Court File and Parties
CITATION: Globe POS Systems v. Visual Information Products Inc., 2022 ONSC 5932
DIVISIONAL COURT FILE NO.: 820/21
DATE: 20221019
ONTARIO
SUPERIOR COURT OF JUSTICE
DIVISIONAL COURT
D.L. Corbett J.
BETWEEN:
GLOBE POS SYSTEMS INC. and TONY
ROSSI
Julien Bonniere, for the
Appellant
Mr Rossi, not appearing
Defendants/Appellant
– and –
VISUAL SYSTEMS INFORMATION INC.
Daria Chyc, for the Respondent
Plaintiff/Respondent
HEARD at Toronto (by videoconference):
April 5, 2022
REASONS FOR DECISION
D.L. Corbett J.
[1] This is an appeal from the final order of La Horey A.J., dismissing a motion by the defendant Globe to amend its statement of defence to add a counterclaim.
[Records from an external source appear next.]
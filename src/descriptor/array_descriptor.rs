// In: src/descriptor/array_descriptor.rs

//! Defines `ArrayDescriptor`, the structured decoding of one array file name.
//!
//! A descriptor is created in one of three ways:
//! 1. parsed from a file path (a real leaf with a backend and a path),
//! 2. synthesized by the `TreeAssembler` as a virtual parent (no backend, no path),
//! 3. synthesized by the `BufferExtractor` with an in-memory payload and a target path.
//!
//! After creation a descriptor is only ever mutated by appending children.

use std::borrow::Cow;
use std::fmt;
use std::hash::{Hash, Hasher};
use std::path::{Path, PathBuf};

use crate::error::FdfError;
use crate::naming::grammar::is_ident_char;
use crate::naming::{NameFilter, NameGrammar};
use crate::types::{ArrayRole, FdfValue};

#[derive(Debug, Clone)]
pub struct ArrayDescriptor {
    prefixes: Vec<String>,
    role: ArrayRole,
    backend: Option<String>,
    compression: Option<String>,
    path: Option<PathBuf>,
    data: Option<FdfValue>,
    children: Vec<ArrayDescriptor>,
    /// The raw file name, kept only when sanitization had to change it.
    source_name: Option<String>,
}

//==================================================================================
// 1. Construction
//==================================================================================

impl ArrayDescriptor {
    /// Creates a descriptor from already-valid parts.
    pub fn new(
        prefixes: Vec<String>,
        backend: Option<String>,
        compression: Option<String>,
    ) -> Result<Self, FdfError> {
        let Some(array_name) = prefixes.last() else {
            return Err(FdfError::FileNameInvalid {
                path: String::new(),
                explanation: "a descriptor needs at least one prefix".into(),
            });
        };
        let role = ArrayRole::from_array_name(array_name);
        let joined = prefixes.join(".");
        for ident in prefixes.iter().chain(backend.iter()).chain(compression.iter()) {
            validate_ident(&joined, ident)?;
        }
        Ok(Self {
            prefixes,
            role,
            backend,
            compression,
            path: None,
            data: None,
            children: Vec::new(),
            source_name: None,
        })
    }

    /// A structural node with no backend and no backing file.
    pub fn virtual_node(prefixes: Vec<String>) -> Result<Self, FdfError> {
        Self::new(prefixes, None, None)
    }

    /// Parses the file-name component of `path`. The full path is kept.
    ///
    /// Characters outside the filter's allowed set are replaced; when that happens a
    /// warning is logged and the raw name stays available through `source_name`.
    pub fn from_path(
        path: impl AsRef<Path>,
        filter: &NameFilter,
        grammar: &NameGrammar,
    ) -> Result<Self, FdfError> {
        let path = path.as_ref();
        let raw = path
            .file_name()
            .map(|name| name.to_string_lossy())
            .ok_or_else(|| FdfError::FileNameInvalid {
                path: path.display().to_string(),
                explanation: "the path has no file name component".into(),
            })?;

        let sanitized = filter.apply(&raw);
        let source_name = match &sanitized {
            Cow::Borrowed(_) => None,
            Cow::Owned(clean) => {
                log::warn!(
                    "file name '{}' contains disallowed characters; read as '{}'",
                    raw,
                    clean
                );
                Some(raw.to_string())
            }
        };

        let parsed = grammar
            .parse(&sanitized)
            .map_err(|e| FdfError::FileNameInvalid {
                path: path.display().to_string(),
                explanation: e.explain(),
            })?;

        let mut descriptor = Self::new(parsed.prefixes, Some(parsed.backend), parsed.compression)?;
        descriptor.path = Some(path.to_path_buf());
        descriptor.source_name = source_name;
        Ok(descriptor)
    }

    pub fn with_path(mut self, path: impl Into<PathBuf>) -> Self {
        self.path = Some(path.into());
        self
    }

    pub fn with_data(mut self, data: FdfValue) -> Self {
        self.data = Some(data);
        self
    }
}

fn validate_ident(descriptor: &str, ident: &str) -> Result<(), FdfError> {
    if ident.is_empty() || !ident.chars().all(is_ident_char) {
        return Err(FdfError::FileNameInvalid {
            path: descriptor.to_string(),
            explanation: format!("identifier '{}' must match [A-Za-z0-9_-]+", ident),
        });
    }
    Ok(())
}

//==================================================================================
// 2. Accessors
//==================================================================================

impl ArrayDescriptor {
    pub fn prefixes(&self) -> &[String] {
        &self.prefixes
    }

    /// The first prefix: the identity of the tree root.
    pub fn column_name(&self) -> &str {
        &self.prefixes[0]
    }

    /// The last prefix: this node's own local identifier.
    pub fn array_name(&self) -> &str {
        &self.prefixes[self.prefixes.len() - 1]
    }

    pub fn role(&self) -> &ArrayRole {
        &self.role
    }

    pub fn backend(&self) -> Option<&str> {
        self.backend.as_deref()
    }

    pub fn compression(&self) -> Option<&str> {
        self.compression.as_deref()
    }

    pub fn path(&self) -> Option<&Path> {
        self.path.as_deref()
    }

    pub fn data(&self) -> Option<&FdfValue> {
        self.data.as_ref()
    }

    pub fn children(&self) -> &[ArrayDescriptor] {
        &self.children
    }

    /// The raw file name if sanitization changed it.
    pub fn source_name(&self) -> Option<&str> {
        self.source_name.as_deref()
    }

    pub fn was_sanitized(&self) -> bool {
        self.source_name.is_some()
    }

    /// A node that exists only to hold children: no backend, no file and no payload.
    pub fn is_virtual(&self) -> bool {
        self.backend.is_none() && self.path.is_none() && self.data.is_none()
    }

    pub fn is_root(&self) -> bool {
        self.prefixes.len() == 1
    }

    /// The prefixes of the structural parent, or `None` for a root.
    pub fn parent_prefixes(&self) -> Option<&[String]> {
        if self.is_root() {
            None
        } else {
            Some(&self.prefixes[..self.prefixes.len() - 1])
        }
    }

    /// Prefixes joined with '.', then the backend and compression if present.
    pub fn canonical_name(&self) -> String {
        let mut name = self.prefixes.join(".");
        for tag in self.backend.iter().chain(self.compression.iter()) {
            name.push('.');
            name.push_str(tag);
        }
        name
    }

    /// The most useful identification for error messages: the path if there is one.
    pub fn label(&self) -> String {
        match &self.path {
            Some(path) => path.display().to_string(),
            None => self.canonical_name(),
        }
    }

    /// The direct child with the given array name.
    pub fn child(&self, array_name: &str) -> Option<&ArrayDescriptor> {
        self.children.iter().find(|c| c.array_name() == array_name)
    }

    /// Follows a chain of array names below this node.
    pub fn descendant(&self, names: &[&str]) -> Option<&ArrayDescriptor> {
        names
            .iter()
            .try_fold(self, |node, name| node.child(name))
    }

    /// Visits this node and every descendant, depth-first, parents before children.
    pub fn visit<'a>(&'a self, f: &mut impl FnMut(&'a ArrayDescriptor)) {
        f(self);
        for child in &self.children {
            child.visit(f);
        }
    }
}

//==================================================================================
// 3. Mutation (children only)
//==================================================================================

impl ArrayDescriptor {
    /// Attaches `child`. Returns `Ok(false)` if an equal child is already attached.
    pub fn add_child(&mut self, child: ArrayDescriptor) -> Result<bool, FdfError> {
        if child.parent_prefixes() != Some(self.prefixes.as_slice()) {
            return Err(FdfError::StructuralConflict {
                prefixes: child.prefixes.join("."),
                existing: format!("parent '{}'", self.canonical_name()),
                incoming: format!("'{}' (not a direct child)", child.label()),
            });
        }
        if let Some(existing) = self.children.iter().find(|c| c.prefixes == child.prefixes) {
            if *existing == child {
                return Ok(false);
            }
            return Err(FdfError::StructuralConflict {
                prefixes: child.prefixes.join("."),
                existing: existing.label(),
                incoming: child.label(),
            });
        }
        self.children.push(child);
        Ok(true)
    }

    /// Detaches and returns all children.
    pub(crate) fn take_children(&mut self) -> Vec<ArrayDescriptor> {
        std::mem::take(&mut self.children)
    }

    /// Sorts children into the canonical resolution order: base providers, plain
    /// members, column transformers, array extensions, row parsers.
    pub(crate) fn sort_children(&mut self) {
        self.children.sort_by(|a, b| {
            a.role
                .canonical_cmp(&b.role)
                .then_with(|| a.array_name().cmp(b.array_name()))
        });
    }
}

//==================================================================================
// 4. Identity
//==================================================================================

/// Identity is `(prefixes, backend, path)`; compression, data and children are not
/// part of it.
impl PartialEq for ArrayDescriptor {
    fn eq(&self, other: &Self) -> bool {
        self.prefixes == other.prefixes && self.backend == other.backend && self.path == other.path
    }
}

impl Eq for ArrayDescriptor {}

impl Hash for ArrayDescriptor {
    fn hash<H: Hasher>(&self, state: &mut H) {
        self.prefixes.hash(state);
        self.backend.hash(state);
        self.path.hash(state);
    }
}

impl fmt::Display for ArrayDescriptor {
    fn fmt(&self, f: &mut fmt::Formatter<'_>) -> fmt::Result {
        f.write_str(&self.canonical_name())
    }
}

//==================================================================================
// 5. Unit Tests
//==================================================================================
For the reasons that follow, the appeal is dismissed.
[2] The Associate Justice correctly set out the permissive test for amendment of pleadings and identified the sole issue on the motion before her: the plaintiff/respondent Visual defended the motion on the basis that the proposed amendments, being the crossclaim, are not tenable in law (Decision, para. 9). Globe devotes a considerable portion of its written argument to the correct principles on a motion to amend pleadings, but, in my view, they are not engaged in this appeal. The Associate Justice was correct in finding that she should not grant the motion for leave to amend if the proposed pleadings are, on their face, not tenable in law. The Associate Justice also correctly stated the breadth of this principle, quoting from a recent decision of the Court of Appeal as follows: “leave to amend should be denied only in the clearest of cases, especially where deficiencies in the pleading can be cured by an appropriate amendment and the other party would not suffer prejudice if leave to amend was granted.” (Burns v. RBC Insurance Co., 2020 ONCA 347 at para. 22, quoted at Decision, para. 8).
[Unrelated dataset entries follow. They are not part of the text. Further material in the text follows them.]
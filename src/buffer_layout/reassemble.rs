// In: src/buffer_layout/reassemble.rs

use arrow::array::{make_array, ArrayData, ArrayRef};
use arrow::buffer::Buffer;
use std::collections::BTreeMap;

use crate::bridge::format::{BufferLayout, META_FIELD, NULL_BITMAP_FIELD};
use crate::error::FdfError;
use crate::null_handling::bitmap;
use crate::types::FdfValue;

/// Rebuilds an array from the resolved members of a `__buffers__` node.
pub(crate) fn reassemble(
    mut members: BTreeMap<String, FdfValue>,
    descriptor: &str,
) -> Result<ArrayRef, FdfError> {
    let meta = members
        .remove(META_FIELD)
        .ok_or_else(|| FdfError::syntax(descriptor, "missing the 'meta' layout record"))?;
    let record = meta.as_record().ok_or_else(|| FdfError::UnexpectedValue {
        descriptor: format!("{}.{}", descriptor, META_FIELD),
        expected: "record",
        found: meta.kind(),
    })?;
    let layout = BufferLayout::from_record(record, descriptor)?;

    let mut take = |field: &str| -> Result<Option<Buffer>, FdfError> {
        match members.remove(field) {
            None => Ok(None),
            Some(FdfValue::Bytes(bytes)) => Ok(Some(bytes)),
            Some(other) => Err(FdfError::UnexpectedValue {
                descriptor: format!("{}.{}", descriptor, field),
                expected: "bytes",
                found: other.kind(),
            }),
        }
    };

    // The validity slot is always first and may be absent.
    let null_bitmap = take(NULL_BITMAP_FIELD)?;
    let mut buffers = Vec::with_capacity(layout.buffer_fields.len() - 1);
    for field in &layout.buffer_fields[1..] {
        let bytes = take(field)?.ok_or_else(|| {
            FdfError::syntax(descriptor, format!("missing buffer file '{}'", field))
        })?;
        buffers.push(bytes);
    }

    if let Some(extra) = members.keys().next() {
        return Err(FdfError::syntax(
            descriptor,
            format!("unexpected member '{}' next to the buffer files", extra),
        ));
    }

    let null_count = match &null_bitmap {
        Some(bytes) => bitmap::null_count(bytes, layout.length)?,
        None => 0,
    };
    if null_count != layout.null_count {
        return Err(FdfError::syntax(
            descriptor,
            format!(
                "layout records {} nulls but the bitmap holds {}",
                layout.null_count, null_count
            ),
        ));
    }

    let data = ArrayData::builder(layout.logical_type)
        .len(layout.length)
        .null_bit_buffer(null_bitmap)
        .buffers(buffers)
        .build_aligned()?;
    Ok(make_array(data))
}

#[cfg(test)]
mod tests {
    use super::*;
    use crate::bridge::format::DATA_FIELD;
    use arrow::array::{Array, Int32Array};
    use arrow::datatypes::DataType;

    fn members_for(array: &Int32Array) -> BTreeMap<String, FdfValue> {
        let data = array.to_data();
        let layout = BufferLayout::new(
            DataType::Int32,
            array.len(),
            array.null_count(),
            &[NULL_BITMAP_FIELD, DATA_FIELD],
        );
        let mut members = BTreeMap::new();
        members.insert(META_FIELD.to_string(), FdfValue::Record(layout.to_record().unwrap()));
        members.insert(DATA_FIELD.to_string(), FdfValue::Bytes(data.buffers()[0].clone()));
        if let Some(bytes) = bitmap::validity_to_buffer(array.nulls()) {
            members.insert(NULL_BITMAP_FIELD.to_string(), FdfValue::Bytes(bytes));
        }
        members
    }

    #[test]
    fn test_reassemble_primitive_with_nulls() {
        let array = Int32Array::from(vec![Some(1), None, Some(3)]);
        let rebuilt = reassemble(members_for(&array), "c.__buffers__").unwrap();
        assert_eq!(rebuilt.as_any().downcast_ref::<Int32Array>().unwrap(), &array);
    }

    #[test]
    fn test_unaligned_buffers_are_realigned() {
        let array = Int32Array::from(vec![7, 8]);
        let mut members = members_for(&array);
        // A one-byte offset into a larger allocation is never 4-byte aligned.
        let mut raw = vec![0u8];
        raw.extend_from_slice(array.to_data().buffers()[0].as_slice());
        let unaligned = Buffer::from_vec(raw).slice(1);
        members.insert(DATA_FIELD.to_string(), FdfValue::Bytes(unaligned));
        let rebuilt = reassemble(members, "c.__buffers__").unwrap();
        assert_eq!(rebuilt.as_any().downcast_ref::<Int32Array>().unwrap(), &array);
    }

    #[test]
    fn test_missing_pieces_are_reported() {
        let array = Int32Array::from(vec![Some(1), None]);

        let mut members = members_for(&array);
        members.remove(META_FIELD);
        assert!(matches!(
            reassemble(members, "c"),
            Err(FdfError::ArrayFileNameSyntax { .. })
        ));

        let mut members = members_for(&array);
        members.remove(DATA_FIELD);
        assert!(reassemble(members, "c").is_err());

        let mut members = members_for(&array);
        members.remove(NULL_BITMAP_FIELD);
        let err = reassemble(members, "c").unwrap_err();
        assert!(err.to_string().contains("nulls"));
    }
}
[3] The Associate Justice quoted the proposed crossclaim and characterized it as follows:
In essence, Globe seeks to bring a counterclaim against Visual for commencing this action.
[4] This characterization is accurate. The claim in the main action is summarized accurately at para. 2 of the Decision.
Visual commenced this action on August 21, 2019 against its former employee, Tony Rossi… and Rossi’s subsequent employer, Globe. Visual alleges that Rossi has breached non-competition and confidentiality clauses in his employment contract, appropriated corporate opportunities, violated the plaintiff’s intellectual property rights and breached his fiduciary duty to the plaintiff. As against Globe, Visual alleges that Globe is liable for inducing Rossi to breach his contract with it.
[5] The proposed counterclaim is for “intentional and wrongful interference with the contractual and economic relations and business opportunities” (Decision, para. 4) arising from Visual “commencing [this action]… to intimidate… Rossi… and to further their own economic pursuits by extinguishing the potential success of parties that they perceive as competitors….” (para. 3 of the proposed counterclaim, quoted at para. 10 of the Decision). In other words, Globe alleges that Visual committed a legal wrong by suing Rossi.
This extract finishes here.